___ Recorded information

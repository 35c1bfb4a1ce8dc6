use std::sync::Arc;

use tracing::{error, info, warn};

use gelrss::{
    AppState, CacheStore, Config, FeedLoader, GelbooruClient, RefreshScheduler, Refresher,
    RenderContext, WebServer,
};

#[tokio::main]
async fn main() {
    // Load configuration
    let mut config = match Config::load("config.toml") {
        Ok(config) => config,
        Err(e) => {
            eprintln!("Failed to load config.toml: {e}");
            eprintln!("Using default configuration.");
            Config::default()
        }
    };

    // Initialize logging
    if let Err(e) = gelrss::logging::init(&config.logging) {
        eprintln!("Failed to initialize logging: {e}");
        // Fall back to console-only logging
        gelrss::logging::init_console_only(&config.logging.level);
    }

    // After logging init: rejected override values are reported through tracing
    config.apply_env_overrides();

    if let Err(e) = config.validate() {
        error!("Invalid configuration: {}", e);
        std::process::exit(1);
    }

    info!("Gelbooru RSS Generator v2.0");

    let loaded = match FeedLoader::new(&config.feeds.config_dir)
        .with_examples(config.feeds.create_examples)
        .load()
    {
        Ok(loaded) => loaded,
        Err(e) => {
            error!(
                "Failed to read feed directory {}: {}",
                config.feeds.config_dir, e
            );
            std::process::exit(1);
        }
    };
    if !loaded.skipped.is_empty() {
        warn!("{} feed file(s) skipped", loaded.skipped.len());
    }

    let client = match GelbooruClient::new(&config.gelbooru) {
        Ok(client) => client,
        Err(e) => {
            error!("Failed to create upstream client: {}", e);
            std::process::exit(1);
        }
    };
    if !client.has_credentials() {
        warn!("GELBOORU_API_KEY and GELBOORU_USER_ID not both set; requests are anonymous");
    }

    let interval = config.feeds.update_interval_minutes;
    let public_url = config.server.public_url();
    let refresher = Refresher::new(
        Arc::new(loaded.store),
        Arc::new(CacheStore::new(interval)),
        Arc::new(client),
        RenderContext::new(public_url.clone(), interval),
    );

    let app_state = Arc::new(AppState::new(refresher.clone()).with_credentials(
        config.gelbooru.has_api_key(),
        config.gelbooru.has_user_id(),
    ));

    let server = match WebServer::bind(&config.server, app_state).await {
        Ok(server) => server,
        Err(e) => {
            error!(
                "Failed to bind {}:{}: {}",
                config.server.host, config.server.port, e
            );
            std::process::exit(1);
        }
    };

    refresher.warm_up().await;
    let _scheduler = RefreshScheduler::new(refresher.clone(), interval).spawn();

    info!("Status page: {}/", public_url);
    info!("Update interval: {} minutes", interval);
    for id in refresher.feeds().ids() {
        info!("Feed {}: {}", id, refresher.render_context().feed_url(&id));
    }

    if let Err(e) = server.run().await {
        error!("Web server error: {}", e);
        std::process::exit(1);
    }
}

______

## Work required
Pull out every line of the entries that includes the word "interval".

## Task solution
    let interval = config.feeds.update_interval_minutes;
        Arc::new(CacheStore::new(interval)),
        RenderContext::new(public_url.clone(), interval),
    let _scheduler = RefreshScheduler::new(refresher.clone(), interval).spawn();
    info!("Update interval: {} minutes", interval);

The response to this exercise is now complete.